Collection entries:
# # #
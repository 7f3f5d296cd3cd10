//! Replaying recorded queue events.
//!
//! A replay file lists the leaves enqueued on chain and the batch sizes the
//! coordinator passed to each `mergeSubRoots` transaction. Replaying it gives
//! the roots the contract must have ended up with, computed both through the
//! batched merge and through a direct merge.

use std::fs;
use std::path::Path;

use anyhow::{ensure, Context};
use serde::{Deserialize, Serialize};
use tracing::info;

use crate::config::QueueConfig;
use crate::field::FieldElement;
use crate::hashing::{HashFunction, PoseidonHasher, Sha256Hasher};

/// Hash function named in a replay file.
#[derive(Clone, Copy, Debug, Default, PartialEq, Eq, Serialize, Deserialize)]
#[serde(rename_all = "lowercase")]
pub enum HasherKind {
    #[default]
    Poseidon,
    Sha256,
}

#[derive(Clone, Debug, PartialEq, Eq, Serialize, Deserialize)]
pub struct ReplayFile {
    pub queue: QueueConfig,
    #[serde(default)]
    pub hasher: HasherKind,
    pub leaves: Vec<FieldElement>,
    /// Subroots queued per `merge_sub_roots` call. A trailing unlimited
    /// call is added if these do not cover every subtree.
    #[serde(default)]
    pub batches: Vec<usize>,
    pub main_depth: usize,
}

/// Roots obtained from a replay.
#[derive(Clone, Debug, PartialEq, Eq, Serialize, Deserialize)]
pub struct ReplayReport {
    pub num_leaves: u64,
    pub num_subtrees: u64,
    pub srt_depth: usize,
    pub merge_calls: usize,
    pub small_srt_root: FieldElement,
    pub main_root: FieldElement,
    pub direct_root: FieldElement,
}

impl ReplayReport {
    pub fn roots_match(&self) -> bool {
        self.main_root == self.direct_root
    }
}

impl ReplayFile {
    pub fn load(path: impl AsRef<Path>) -> anyhow::Result<Self> {
        let path = path.as_ref();
        let raw = fs::read_to_string(path)
            .with_context(|| format!("Failed to read replay file {}", path.display()))?;
        serde_json::from_str(&raw)
            .with_context(|| format!("Failed to parse replay file {}", path.display()))
    }

    pub fn run(&self) -> anyhow::Result<ReplayReport> {
        match self.hasher {
            HasherKind::Poseidon => self.run_with(PoseidonHasher),
            HasherKind::Sha256 => self.run_with(Sha256Hasher),
        }
    }

    pub fn run_with<H: HashFunction>(&self, hasher: H) -> anyhow::Result<ReplayReport> {
        ensure!(!self.leaves.is_empty(), "Replay file has no leaves");
        ensure!(
            self.batches.iter().all(|&b| b > 0),
            "Batch sizes must be positive; 0 would merge without limit"
        );

        let mut queue = self.queue.build(hasher).context("Invalid queue configuration")?;
        for leaf in &self.leaves {
            queue.enqueue(*leaf)?;
        }
        info!(
            leaves = queue.num_leaves(),
            subtrees = queue.current_subtree_index(),
            "replayed enqueues"
        );

        let mut direct = queue.clone();

        let mut merge_calls = 0;
        for &batch in &self.batches {
            if queue.sub_trees_merged() {
                break;
            }
            queue.merge_sub_roots(batch)?;
            merge_calls += 1;
        }
        if !queue.sub_trees_merged() {
            queue.merge_sub_roots(0)?;
            merge_calls += 1;
        }
        info!(merge_calls, root = %queue.small_srt_root(), "merged subroots");

        queue
            .merge(self.main_depth)
            .with_context(|| format!("Failed to merge at depth {}", self.main_depth))?;
        direct.merge_direct(self.main_depth)?;

        let main_root = queue
            .get_root(self.main_depth)
            .context("merge produced no root")?;
        let direct_root = direct
            .get_root(self.main_depth)
            .context("merge_direct produced no root")?;

        Ok(ReplayReport {
            num_leaves: queue.num_leaves(),
            num_subtrees: queue.current_subtree_index(),
            srt_depth: queue.calc_srt_depth(),
            merge_calls,
            small_srt_root: queue.small_srt_root(),
            main_root,
            direct_root,
        })
    }
}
# # #
## Your task
Scan the records above, then copy out each line that mentions "leaf".

## Output for this exercise
        for leaf in &self.leaves {
            queue.enqueue(*leaf)?;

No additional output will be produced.